Gesù si ritirò nella Galilea. Lettori dei vangeli non danno importanza al fatto che Gesù abbia deciso di andare in Galilea e di restare lì quasi fino a poco prima della sua passione e della sua morte. Gesù ha esercitato quasi tutto il suo ministero apostolico in Galilea. La Galilea era una regione così povera, abbandonata e disprezzata al tempo di Gesù che chiamare qualcuno “galileo” era un insulto. Spregiativamente i seguaci di Gesù, prima di essere chiamati “cristiani”, erano chiamati i “galilei” (At 2,7). E più tardi, nel sec. IV, l’imperatore Giuliano, per offendere i cristiani, parlava della “stupidità dei galilei” (Epist. 83 ad Artabio). Inoltre, i galilei non osservavano gli obblighi relativi al Tempio (M. Naderim 2,4). Ecco perché erano considerati impuri, ignoranti e con loro era proibito mantenere relazioni (TB Pesahim 49b). Ed a tutto questo si devono aggiungere le frequenti rivolte politiche che avvenivano in Galilea.
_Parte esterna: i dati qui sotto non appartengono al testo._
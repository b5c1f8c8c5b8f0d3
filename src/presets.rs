/* This Source Code Form is subject to the terms of the Mozilla Public
 * License, v. 2.0. If a copy of the MPL was not distributed with this
 * file, You can obtain one at https://mozilla.org/MPL/2.0/. */

use std::collections::HashMap;

/// A fixed single parameter feed selected by name and station id.
#[derive(Debug, Clone, Copy, PartialEq, Eq)]
pub struct Preset {
    pub name: &'static str,
    pub query: &'static str,
    pub parameter: &'static str,
    pub is_forecast: bool,
    pub icon: &'static str,
    pub unit: &'static str,
}

lazy_static! {
    static ref PRESETS: HashMap<&'static str, Preset> = {
        let mut m = HashMap::new();
        m.insert(
            "Waterlevel",
            Preset {
                name: "Waterlevel",
                query: "fmi::observations::mareograph::instant::simple",
                parameter: "WLEVN2K_PT1S_INSTANT",
                is_forecast: false,
                icon: "mdi:waves-arrow-up",
                unit: "mm",
            },
        );
        m.insert(
            "Waterlevel forecast",
            Preset {
                name: "Waterlevel forecast",
                query: "fmi::forecast::sealevel::point::simple",
                parameter: "SeaLevelN2000",
                is_forecast: true,
                icon: "mdi:waves-arrow-up",
                unit: "cm",
            },
        );
        m.insert(
            "UVI",
            Preset {
                name: "UVI",
                query: "fmi::observations::radiation::simple",
                parameter: "UVB_U",
                is_forecast: false,
                icon: "mdi:sun-wireless",
                unit: "UVI",
            },
        );
        m
    };
}

pub fn get_preset(name: &str) -> Option<Preset> {
    PRESETS.get(name).copied()
}

pub fn preset_names() -> Vec<&'static str> {
    let mut names: Vec<&'static str> = PRESETS.keys().copied().collect();
    names.sort_unstable();
    names
}
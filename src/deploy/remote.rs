// src/deploy/remote.rs

use std::fmt;
use std::future::Future;
use std::path::Path;
use std::pin::Pin;
use std::time::Duration;

use tokio::net::TcpStream;
use tokio::time::timeout;
use tracing::{error, info};

use crate::deploy::artifacts::ArtifactLocator;
use crate::deploy::{DeployReport, Deployer};
use crate::errors::{BundleError, Result};

pub const DEFAULT_CONNECT_TIMEOUT: Duration = Duration::from_secs(2);

/// Host/port of an application server's management channel.
#[derive(Debug, Clone, PartialEq, Eq)]
pub struct ManagementEndpoint {
    pub host: String,
    pub port: u16,
    pub connect_timeout: Duration,
}

impl ManagementEndpoint {
    pub fn new(host: impl Into<String>, port: u16) -> Self {
        Self {
            host: host.into(),
            port,
            connect_timeout: DEFAULT_CONNECT_TIMEOUT,
        }
    }

    pub fn with_timeout(mut self, connect_timeout: Duration) -> Self {
        self.connect_timeout = connect_timeout;
        self
    }

    /// Check that the endpoint accepts TCP connections.
    ///
    /// Not retried: a failure here means the session should not start.
    pub async fn preflight(&self) -> Result<()> {
        let addr = (self.host.as_str(), self.port);
        match timeout(self.connect_timeout, TcpStream::connect(addr)).await {
            Ok(Ok(_stream)) => {
                info!(endpoint = %self, "management endpoint reachable");
                Ok(())
            }
            Ok(Err(e)) => Err(BundleError::Connectivity {
                endpoint: self.to_string(),
                message: e.to_string(),
            }),
            Err(_) => Err(BundleError::Connectivity {
                endpoint: self.to_string(),
                message: format!("timed out after {:?}", self.connect_timeout),
            }),
        }
    }
}

impl fmt::Display for ManagementEndpoint {
    fn fmt(&self, f: &mut fmt::Formatter<'_>) -> fmt::Result {
        write!(f, "{}:{}", self.host, self.port)
    }
}

/// Installs or updates one bundle on a remote server.
///
/// The install protocol lives outside bundlewatch; implementations wrap
/// whatever management client the server speaks.
pub trait BundleInstaller: Send {
    fn install<'a>(
        &'a mut self,
        endpoint: &'a ManagementEndpoint,
        artifact: &'a Path,
    ) -> Pin<Box<dyn Future<Output = Result<()>> + Send + 'a>>;
}

/// Deploys by handing each artifact to a [`BundleInstaller`] after checking
/// that the management endpoint is reachable.
pub struct RemoteDeployer<I: BundleInstaller> {
    locator: ArtifactLocator,
    endpoint: ManagementEndpoint,
    installer: I,
}

impl<I: BundleInstaller> fmt::Debug for RemoteDeployer<I> {
    fn fmt(&self, f: &mut fmt::Formatter<'_>) -> fmt::Result {
        f.debug_struct("RemoteDeployer")
            .field("locator", &self.locator)
            .field("endpoint", &self.endpoint)
            .finish_non_exhaustive()
    }
}

impl<I: BundleInstaller> RemoteDeployer<I> {
    pub fn new(locator: ArtifactLocator, endpoint: ManagementEndpoint, installer: I) -> Self {
        Self {
            locator,
            endpoint,
            installer,
        }
    }

    async fn deploy_inner(&mut self) -> Result<DeployReport> {
        self.endpoint.preflight().await?;
        let artifacts = self.locator.locate()?;

        let mut report = DeployReport::default();
        for artifact in artifacts {
            match self.installer.install(&self.endpoint, &artifact).await {
                Ok(()) => {
                    info!(artifact = %artifact.display(), endpoint = %self.endpoint, "bundle installed");
                    report.deployed.push(artifact);
                }
                Err(e) => {
                    error!(artifact = %artifact.display(), error = %e, "bundle install failed");
                    report.failures.push(e);
                }
            }
        }
        Ok(report)
    }
}

impl<I: BundleInstaller> Deployer for RemoteDeployer<I> {
    fn deploy(&mut self) -> Pin<Box<dyn Future<Output = Result<DeployReport>> + Send + '_>> {
        Box::pin(self.deploy_inner())
    }
}
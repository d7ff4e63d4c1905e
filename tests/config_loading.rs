// tests/config_loading.rs

use std::io::Write;
use std::path::PathBuf;
use std::time::Duration;

use bundlewatch::config::{load_for_project, load_from_path};
use bundlewatch::errors::BundleError;
use bundlewatch::types::BuildTool;
use tempfile::NamedTempFile;

fn config_file(contents: &str) -> NamedTempFile {
    let mut file = NamedTempFile::new().unwrap();
    write!(file, "{contents}").unwrap();
    file
}

#[test]
fn defaults_without_config_file_detect_gradle() {
    let dir = tempfile::tempdir().unwrap();
    std::fs::write(dir.path().join("build.gradle"), "plugins {}").unwrap();

    let cfg = load_for_project(dir.path(), None).unwrap();

    assert_eq!(cfg.tool, BuildTool::Gradle);
    assert_eq!(cfg.goals.to_string(), "clean build");
    assert_eq!(cfg.watch_goals.to_string(), "build --continuous");
    assert_eq!(cfg.success_marker, "BUILD SUCCESSFUL");
    assert!(cfg.tee);
    assert!(cfg.server.is_none());
    assert_eq!(cfg.deploy.artifacts, vec!["*.jar", "*.war"]);
}

#[test]
fn full_config_is_loaded_and_paths_are_resolved() {
    let dir = tempfile::tempdir().unwrap();
    std::fs::write(
        dir.path().join("Bundlewatch.toml"),
        r#"
[build]
tool = "maven"
goals = ["clean", "install"]
watch_goals = ["compile", "-o"]
success_marker = "ALL GOOD"
tee = false

[deploy]
deploy_dir = "server/deploy"
artifacts = ["*.kar"]
skip_unchanged = true

[server]
host = "karaf.local"
port = 8101
connect_timeout_ms = 500
"#,
    )
    .unwrap();

    let cfg = load_for_project(dir.path(), None).unwrap();

    assert_eq!(cfg.tool, BuildTool::Maven);
    assert_eq!(cfg.goals.goals(), &["clean", "install"]);
    assert_eq!(cfg.watch_goals.goals(), &["compile", "-o"]);
    assert_eq!(cfg.success_marker, "ALL GOOD");
    assert!(!cfg.tee);
    assert_eq!(
        cfg.deploy.deploy_dir,
        Some(dir.path().join(PathBuf::from("server/deploy")))
    );
    assert!(cfg.deploy.skip_unchanged);

    let server = cfg.server.expect("server section");
    assert_eq!(server.to_string(), "karaf.local:8101");
    assert_eq!(server.connect_timeout, Duration::from_millis(500));
}

#[test]
fn empty_goal_list_is_config_error() {
    let dir = tempfile::tempdir().unwrap();
    let file = config_file(
        r#"
[build]
goals = []
"#,
    );

    match load_for_project(dir.path(), Some(file.path())) {
        Err(BundleError::ConfigError(msg)) => assert!(msg.contains("[build].goals")),
        other => panic!("expected ConfigError, got {other:?}"),
    }
}

#[test]
fn port_zero_is_config_error() {
    let dir = tempfile::tempdir().unwrap();
    let file = config_file(
        r#"
[server]
port = 0
"#,
    );

    match load_for_project(dir.path(), Some(file.path())) {
        Err(BundleError::ConfigError(msg)) => assert!(msg.contains("port")),
        other => panic!("expected ConfigError, got {other:?}"),
    }
}

#[test]
fn unknown_tool_is_toml_error() {
    let file = config_file(
        r#"
[build]
tool = "ant"
"#,
    );

    assert!(matches!(
        load_from_path(file.path()),
        Err(BundleError::TomlError(_))
    ));
}

#[test]
fn explicit_missing_config_is_io_error() {
    let dir = tempfile::tempdir().unwrap();
    let missing = dir.path().join("nope.toml");
    let res = load_for_project(dir.path(), Some(missing.as_path()));
    assert!(matches!(res, Err(BundleError::IoError(_))));
}
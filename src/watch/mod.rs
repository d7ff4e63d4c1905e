// src/watch/mod.rs

//! Watch mode: build, deploy, then redeploy on every successful rebuild of a
//! long-running build process.
//!
//! - [`session`] owns the state machine (`WatchLoop`) and the child process.
//! - [`trigger`] turns success markers in the child's stdout into serialized,
//!   coalesced deploys.

pub mod session;
pub mod trigger;

pub use session::{StopReason, WatchLoop, WatchOptions, WatchState, WatchSummary};
pub use trigger::{DeployStats, TriggerHandle, watch_output};
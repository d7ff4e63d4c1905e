// src/deploy/mod.rs

//! Artifact hand-off to an application server.
//!
//! The build executor never deploys anything itself; callers resolve the
//! produced artifacts and pass them to a [`Deployer`]:
//!
//! - [`artifacts`] finds build outputs under the tool's output directory.
//! - [`local`] copies them into a server's deploy-scan directory.
//! - [`remote`] checks a management endpoint and hands artifacts to an
//!   external installer.
//! - [`hash`] remembers artifact content hashes so unchanged files can be
//!   skipped on redeploy.

pub mod artifacts;
pub mod hash;
pub mod local;
pub mod remote;

use std::future::Future;
use std::path::PathBuf;
use std::pin::Pin;

use crate::errors::{BundleError, Result};

pub use artifacts::{ArtifactLocator, locate_artifacts};
pub use hash::ArtifactHashes;
pub use local::{LocalCopyDeployer, copy_artifacts};
pub use remote::{BundleInstaller, ManagementEndpoint, RemoteDeployer};

/// Something that can push the current build output to a server.
///
/// Production code uses [`LocalCopyDeployer`] or [`RemoteDeployer`]; tests
/// can provide their own implementation that just records calls.
pub trait Deployer: Send {
    fn deploy(&mut self) -> Pin<Box<dyn Future<Output = Result<DeployReport>> + Send + '_>>;
}

/// Per-artifact results of one deploy.
///
/// Failures are collected rather than aborting the batch.
#[derive(Debug, Default)]
pub struct DeployReport {
    pub deployed: Vec<PathBuf>,
    pub skipped: Vec<PathBuf>,
    pub failures: Vec<BundleError>,
}

impl DeployReport {
    pub fn is_success(&self) -> bool {
        self.failures.is_empty()
    }

    /// Turn a report with failures into an error summarising them.
    pub fn into_result(self) -> Result<DeployReport> {
        if self.is_success() {
            return Ok(self);
        }
        let details: Vec<String> = self.failures.iter().map(|e| e.to_string()).collect();
        Err(BundleError::Other(anyhow::anyhow!(
            "{} artifact(s) failed to deploy ({} deployed):\n  {}",
            self.failures.len(),
            self.deployed.len(),
            details.join("\n  ")
        )))
    }
}
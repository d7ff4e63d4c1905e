// src/config/mod.rs

//! Configuration loading and validation for bundlewatch.
//!
//! Responsibilities:
//! - Define the TOML-backed data model (`model.rs`).
//! - Load a config file from disk (`loader.rs`).
//! - Validate it into a [`ConfigFile`] (`validate.rs`).

pub mod loader;
pub mod model;
pub mod validate;

pub use loader::{DEFAULT_CONFIG_FILE, default_config_path, load_for_project, load_from_path};
pub use model::{
    BuildSection, ConfigFile, DeploySection, DeploySettings, RawConfigFile, ServerSection,
};
// src/lib.rs

pub mod cli;
pub mod config;
pub mod deploy;
pub mod errors;
pub mod exec;
pub mod logging;
pub mod types;
pub mod watch;

use std::path::Path;

use tokio::sync::oneshot;
use tracing::{info, warn};

use crate::cli::{CliArgs, Command};
use crate::config::{ConfigFile, load_for_project};
use crate::deploy::{ArtifactLocator, Deployer, LocalCopyDeployer};
use crate::errors::{BundleError, Result};
use crate::exec::{BuildExecutor, GoalSequence};
use crate::watch::{StopReason, WatchLoop, WatchOptions};

/// High-level entry point used by `main.rs`.
///
/// This wires together:
/// - config loading
/// - the build executor
/// - the deployer and management-endpoint preflight
/// - the watch loop and Ctrl-C handling
pub async fn run(args: CliArgs) -> Result<()> {
    let project = std::fs::canonicalize(&args.project).map_err(|e| {
        BundleError::ConfigError(format!("project directory {:?}: {e}", args.project))
    })?;
    let cfg = load_for_project(&project, args.config.as_deref())?;

    let executor = BuildExecutor::new(&project, cfg.tool)?
        .success_marker(cfg.success_marker.clone())
        .tee(cfg.tee && !args.quiet);

    match args.command {
        Command::Build { goals, dry_run } => {
            let goals = if goals.is_empty() {
                cfg.goals.clone()
            } else {
                GoalSequence::new(goals)?
            };

            if dry_run {
                print_dry_run(&cfg, &executor, &goals);
                return Ok(());
            }

            executor.build(&goals).await?;
            Ok(())
        }

        Command::Deploy { skip_build } => {
            preflight(&cfg).await?;
            let mut deployer = local_deployer(&cfg, &project)?;

            if !skip_build {
                executor.build(&cfg.goals).await?;
            }

            let report = deployer.deploy().await?.into_result()?;
            info!(deployed = report.deployed.len(), "deploy finished");
            Ok(())
        }

        Command::Watch => {
            preflight(&cfg).await?;
            let deployer = local_deployer(&cfg, &project)?;

            let (stop_tx, stop_rx) = oneshot::channel::<()>();
            tokio::spawn(async move {
                if let Err(e) = tokio::signal::ctrl_c().await {
                    eprintln!("failed to listen for Ctrl+C: {e}");
                    return;
                }
                let _ = stop_tx.send(());
            });

            let session = WatchLoop::new(
                executor,
                WatchOptions {
                    goals: cfg.goals.clone(),
                    watch_goals: cfg.watch_goals.clone(),
                },
            );
            let summary = session.run(deployer, stop_rx).await?;

            info!(
                redeploys = summary.redeploys.deploys(),
                failed = summary.redeploys.failed,
                "watch finished"
            );
            if let StopReason::ProcessExited { exit_code } = summary.stop_reason {
                if exit_code != 0 {
                    warn!(exit_code, "watch build process exited with an error");
                }
            }
            Ok(())
        }

        Command::Check => match &cfg.server {
            Some(endpoint) => {
                endpoint.preflight().await?;
                println!("{endpoint} is reachable");
                Ok(())
            }
            None => Err(BundleError::DeployPrecondition(
                "no [server] section configured; nothing to check".to_string(),
            )),
        },
    }
}

/// Refuse to start a deploy/watch session if the configured management
/// endpoint is down.
async fn preflight(cfg: &ConfigFile) -> Result<()> {
    match &cfg.server {
        Some(endpoint) => endpoint.preflight().await,
        None => Ok(()),
    }
}

fn local_deployer(cfg: &ConfigFile, project: &Path) -> Result<LocalCopyDeployer> {
    let deploy_dir = cfg.deploy.deploy_dir.clone().ok_or_else(|| {
        BundleError::DeployPrecondition("[deploy].deploy_dir is not set".to_string())
    })?;

    let locator = match &cfg.deploy.output_dir {
        Some(dir) => ArtifactLocator::new(dir.clone(), cfg.deploy.artifacts.clone()),
        None => ArtifactLocator::for_tool(project, cfg.tool, cfg.deploy.artifacts.clone()),
    };

    Ok(LocalCopyDeployer::new(locator, deploy_dir)?.skip_unchanged(cfg.deploy.skip_unchanged))
}

/// Print what `build` would run, without running it.
fn print_dry_run(cfg: &ConfigFile, executor: &BuildExecutor, goals: &GoalSequence) {
    let resolution = executor.resolution();
    println!("bundlewatch dry-run");
    println!("  project = {}", executor.base_dir().display());
    println!("  tool = {:?}", cfg.tool);
    println!(
        "  executable = {} ({})",
        resolution.executable(),
        if resolution.is_wrapper() {
            "project wrapper"
        } else {
            "global fallback"
        }
    );
    println!("  success_marker = {:?}", executor.marker());
    println!("  command = {}", executor.command_line(goals));
    println!("  watch_command = {}", executor.command_line(&cfg.watch_goals));
    if let Some(dir) = &cfg.deploy.deploy_dir {
        println!("  deploy_dir = {}", dir.display());
    }
    if let Some(endpoint) = &cfg.server {
        println!("  server = {endpoint}");
    }
}
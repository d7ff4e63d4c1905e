use std::future::Future;
use std::pin::Pin;
use std::sync::atomic::{AtomicBool, Ordering};
use std::sync::{Arc, Mutex};
use std::time::Duration;

use bundlewatch::deploy::{DeployReport, Deployer};
use bundlewatch::errors::{BundleError, Result};

/// What the fake deployer observed.
#[derive(Debug, Default)]
pub struct DeployLog {
    /// 1-based call numbers, in the order the deploys started.
    pub calls: Vec<usize>,
    /// Set if a deploy started while another was still running.
    pub overlapped: bool,
}

/// A deployer that:
/// - records each call (and whether calls overlapped)
/// - optionally sleeps to simulate a slow copy
/// - optionally fails selected calls.
#[derive(Clone)]
pub struct RecordingDeployer {
    log: Arc<Mutex<DeployLog>>,
    in_flight: Arc<AtomicBool>,
    delay: Duration,
    fail_calls: Vec<usize>,
}

impl RecordingDeployer {
    pub fn new() -> Self {
        Self {
            log: Arc::new(Mutex::new(DeployLog::default())),
            in_flight: Arc::new(AtomicBool::new(false)),
            delay: Duration::ZERO,
            fail_calls: Vec::new(),
        }
    }

    pub fn with_delay(mut self, delay: Duration) -> Self {
        self.delay = delay;
        self
    }

    /// Make the given 1-based calls return an error.
    pub fn failing_on(mut self, calls: &[usize]) -> Self {
        self.fail_calls = calls.to_vec();
        self
    }

    pub fn log(&self) -> Arc<Mutex<DeployLog>> {
        Arc::clone(&self.log)
    }

    pub fn call_count(&self) -> usize {
        self.log.lock().unwrap().calls.len()
    }
}

impl Default for RecordingDeployer {
    fn default() -> Self {
        Self::new()
    }
}

impl Deployer for RecordingDeployer {
    fn deploy(&mut self) -> Pin<Box<dyn Future<Output = Result<DeployReport>> + Send + '_>> {
        Box::pin(async move {
            if self.in_flight.swap(true, Ordering::SeqCst) {
                self.log.lock().unwrap().overlapped = true;
            }

            let call = {
                let mut log = self.log.lock().unwrap();
                let n = log.calls.len() + 1;
                log.calls.push(n);
                n
            };

            if !self.delay.is_zero() {
                tokio::time::sleep(self.delay).await;
            }

            self.in_flight.store(false, Ordering::SeqCst);

            if self.fail_calls.contains(&call) {
                return Err(BundleError::DeployPrecondition(format!(
                    "simulated failure on call {call}"
                )));
            }
            Ok(DeployReport::default())
        })
    }
}
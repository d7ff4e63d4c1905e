// src/exec/executor.rs

use std::path::{Path, PathBuf};

use tracing::{error, info};

use crate::errors::{BundleError, Result};
use crate::exec::drain::{DrainOptions, ProcessResult, start_drain};
use crate::exec::goals::GoalSequence;
use crate::exec::outcome::BuildOutcome;
use crate::exec::resolver::{CommandLine, ExecutableResolution};
use crate::exec::spawner::{SpawnedProcess, spawn_process};
use crate::types::{BuildTool, Platform};

/// Runs build-tool goals for a single project directory.
///
/// The executable is resolved once, at construction. Each call to
/// [`run`](Self::run) or [`build`](Self::build) supervises exactly one child
/// process; concurrent calls against the same directory must be serialised
/// by the caller.
#[derive(Debug, Clone)]
pub struct BuildExecutor {
    base_dir: PathBuf,
    tool: BuildTool,
    resolution: ExecutableResolution,
    success_marker: String,
    tee: bool,
}

/// A successful build: the captured process output plus its classification.
#[derive(Debug, Clone)]
pub struct BuildReport {
    pub result: ProcessResult,
    pub outcome: BuildOutcome,
}

impl BuildExecutor {
    pub fn new(base_dir: impl Into<PathBuf>, tool: BuildTool) -> Result<Self> {
        Self::with_platform(base_dir, tool, Platform::current())
    }

    pub fn with_platform(
        base_dir: impl Into<PathBuf>,
        tool: BuildTool,
        platform: Platform,
    ) -> Result<Self> {
        let base_dir = base_dir.into();
        if !base_dir.is_dir() {
            return Err(BundleError::ConfigError(format!(
                "project directory {:?} does not exist",
                base_dir
            )));
        }

        let resolution = ExecutableResolution::resolve(&base_dir, tool, platform);

        Ok(Self {
            base_dir,
            tool,
            resolution,
            success_marker: tool.success_marker().to_string(),
            tee: false,
        })
    }

    /// Echo build output to the console while capturing it.
    pub fn tee(mut self, tee: bool) -> Self {
        self.tee = tee;
        self
    }

    /// Override the tool's default success marker.
    pub fn success_marker(mut self, marker: impl Into<String>) -> Self {
        self.success_marker = marker.into();
        self
    }

    pub fn base_dir(&self) -> &Path {
        &self.base_dir
    }

    pub fn tool(&self) -> BuildTool {
        self.tool
    }

    pub fn resolution(&self) -> &ExecutableResolution {
        &self.resolution
    }

    pub fn marker(&self) -> &str {
        &self.success_marker
    }

    pub fn is_tee(&self) -> bool {
        self.tee
    }

    pub fn command_line(&self, goals: &GoalSequence) -> CommandLine {
        self.resolution.command_line(goals)
    }

    /// Start `goals` without waiting for them, for callers that manage the
    /// process lifetime themselves (e.g. the watch loop).
    pub fn spawn(&self, goals: &GoalSequence) -> Result<SpawnedProcess> {
        spawn_process(&self.command_line(goals), &self.base_dir)
    }

    /// Run `goals` to completion and return everything the process printed.
    ///
    /// Only fails if the process could not be started; a failing build is
    /// still an `Ok` result here. Use [`build`](Self::build) for classified
    /// results.
    pub async fn run(&self, goals: &GoalSequence) -> Result<ProcessResult> {
        let process = self.spawn(goals)?;
        let handle = start_drain(process, DrainOptions { tee: self.tee });
        handle.wait().await
    }

    /// Run `goals` and require the build to succeed.
    ///
    /// On failure the error carries the project path, the exact command line
    /// and the combined stdout+stderr of the build.
    pub async fn build(&self, goals: &GoalSequence) -> Result<BuildReport> {
        let result = self.run(goals).await?;
        let outcome = BuildOutcome::classify(&result, &self.success_marker);

        if !outcome.success() {
            error!(
                project = %self.base_dir.display(),
                cmd = %result.command(),
                exit_code = outcome.exit_code,
                marker_found = outcome.marker_found,
                "build failed"
            );
            return Err(BundleError::BuildFailure {
                project: self.base_dir.clone(),
                command: result.command().to_string(),
                exit_code: outcome.exit_code,
                reason: outcome.describe(),
                output: result.combined_output(),
            });
        }

        info!(
            project = %self.base_dir.display(),
            goals = %goals,
            "build succeeded"
        );

        Ok(BuildReport { result, outcome })
    }
}
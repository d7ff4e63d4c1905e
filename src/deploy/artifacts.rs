// src/deploy/artifacts.rs

use std::fs;
use std::path::{Path, PathBuf};

use globset::{Glob, GlobSet, GlobSetBuilder};
use tracing::debug;

use crate::errors::{BundleError, Result};
use crate::types::BuildTool;

/// Where to look for build outputs and which files count as artifacts.
#[derive(Debug, Clone)]
pub struct ArtifactLocator {
    output_dir: PathBuf,
    patterns: Vec<String>,
}

impl ArtifactLocator {
    pub fn new(output_dir: impl Into<PathBuf>, patterns: Vec<String>) -> Self {
        Self {
            output_dir: output_dir.into(),
            patterns,
        }
    }

    /// Conventional output directory of `tool` inside `project_dir`.
    pub fn for_tool(project_dir: &Path, tool: BuildTool, patterns: Vec<String>) -> Self {
        Self::new(project_dir.join(tool.output_dir()), patterns)
    }

    pub fn output_dir(&self) -> &Path {
        &self.output_dir
    }

    pub fn locate(&self) -> Result<Vec<PathBuf>> {
        locate_artifacts(&self.output_dir, &self.patterns)
    }
}

/// Files directly inside `output_dir` whose names match any of `patterns`
/// (e.g. `*.jar`, `*.war`), sorted by path.
///
/// An empty result is a deploy precondition failure: the build did not
/// produce anything to deploy.
pub fn locate_artifacts(output_dir: &Path, patterns: &[String]) -> Result<Vec<PathBuf>> {
    let globs = compile_patterns(patterns)?;

    if !output_dir.is_dir() {
        return Err(BundleError::DeployPrecondition(format!(
            "build output directory {:?} does not exist",
            output_dir
        )));
    }

    let mut found = Vec::new();
    for entry in fs::read_dir(output_dir)? {
        let path = entry?.path();
        if !path.is_file() {
            continue;
        }
        let Some(name) = path.file_name() else {
            continue;
        };
        if globs.is_match(Path::new(name)) {
            debug!(artifact = %path.display(), "matched build artifact");
            found.push(path);
        }
    }
    found.sort();

    if found.is_empty() {
        return Err(BundleError::DeployPrecondition(format!(
            "no artifacts matching {:?} found in {:?}",
            patterns, output_dir
        )));
    }

    Ok(found)
}

fn compile_patterns(patterns: &[String]) -> Result<GlobSet> {
    if patterns.is_empty() {
        return Err(BundleError::ConfigError(
            "at least one artifact pattern is required".to_string(),
        ));
    }

    let mut builder = GlobSetBuilder::new();
    for pat in patterns {
        let glob = Glob::new(pat).map_err(|e| {
            BundleError::ConfigError(format!("invalid artifact pattern '{pat}': {e}"))
        })?;
        builder.add(glob);
    }
    builder
        .build()
        .map_err(|e| BundleError::ConfigError(format!("building artifact globset: {e}")))
}

#[cfg(test)]
mod tests {
    use super::*;

    fn patterns() -> Vec<String> {
        vec!["*.jar".to_string(), "*.war".to_string()]
    }

    #[test]
    fn finds_matching_files_sorted() {
        let dir = tempfile::tempdir().unwrap();
        fs::write(dir.path().join("b.war"), b"w").unwrap();
        fs::write(dir.path().join("a.jar"), b"j").unwrap();
        fs::write(dir.path().join("notes.txt"), b"t").unwrap();
        fs::create_dir(dir.path().join("classes.jar")).unwrap();

        let found = locate_artifacts(dir.path(), &patterns()).unwrap();
        let names: Vec<_> = found
            .iter()
            .map(|p| p.file_name().unwrap().to_string_lossy().into_owned())
            .collect();
        assert_eq!(names, vec!["a.jar", "b.war"]);
    }

    #[test]
    fn nothing_to_deploy_is_precondition_failure() {
        let dir = tempfile::tempdir().unwrap();
        fs::write(dir.path().join("notes.txt"), b"t").unwrap();

        match locate_artifacts(dir.path(), &patterns()) {
            Err(BundleError::DeployPrecondition(msg)) => assert!(msg.contains("no artifacts")),
            other => panic!("expected DeployPrecondition, got {other:?}"),
        }
    }

    #[test]
    fn missing_output_dir_is_precondition_failure() {
        let dir = tempfile::tempdir().unwrap();
        let locator = ArtifactLocator::for_tool(dir.path(), BuildTool::Maven, patterns());
        assert!(matches!(
            locator.locate(),
            Err(BundleError::DeployPrecondition(_))
        ));
    }

    #[test]
    fn invalid_pattern_is_config_error() {
        let dir = tempfile::tempdir().unwrap();
        let res = locate_artifacts(dir.path(), &["[".to_string()]);
        assert!(matches!(res, Err(BundleError::ConfigError(_))));
    }
}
Si sa che Pilato comandò di assassinare un gruppo di galilei che offrivano sacrifici religiosi (Lc 13,1).
Ebbene, proprio in quel paese di “pagani”, di “oscurità, di ombra di morte” (Is 8,23; 9,1), Gesù scelse di vivere e di convivere. Perché? Ancora una volta troviamo il criterio fondamentale di Gesù: la salvezza viene dal basso, così come la storia si fa a partire dalle vittime. L’aspetto più importante qui sta nel comprendere che i protagonisti della storia non sono i potenti della terra e della chiesa. No. Coloro che fanno la storia sono gli schiavi, i lavoratori, i salariati, i poveri. Il lavoro, la rettitudine, il disinteresse, la forza che muove la vita e crea progresso, tali cose determinanti vengono sempre dai “nessuno”. Qui tocchiamo il cuore del Vangelo di Gesù. BUONA VITA!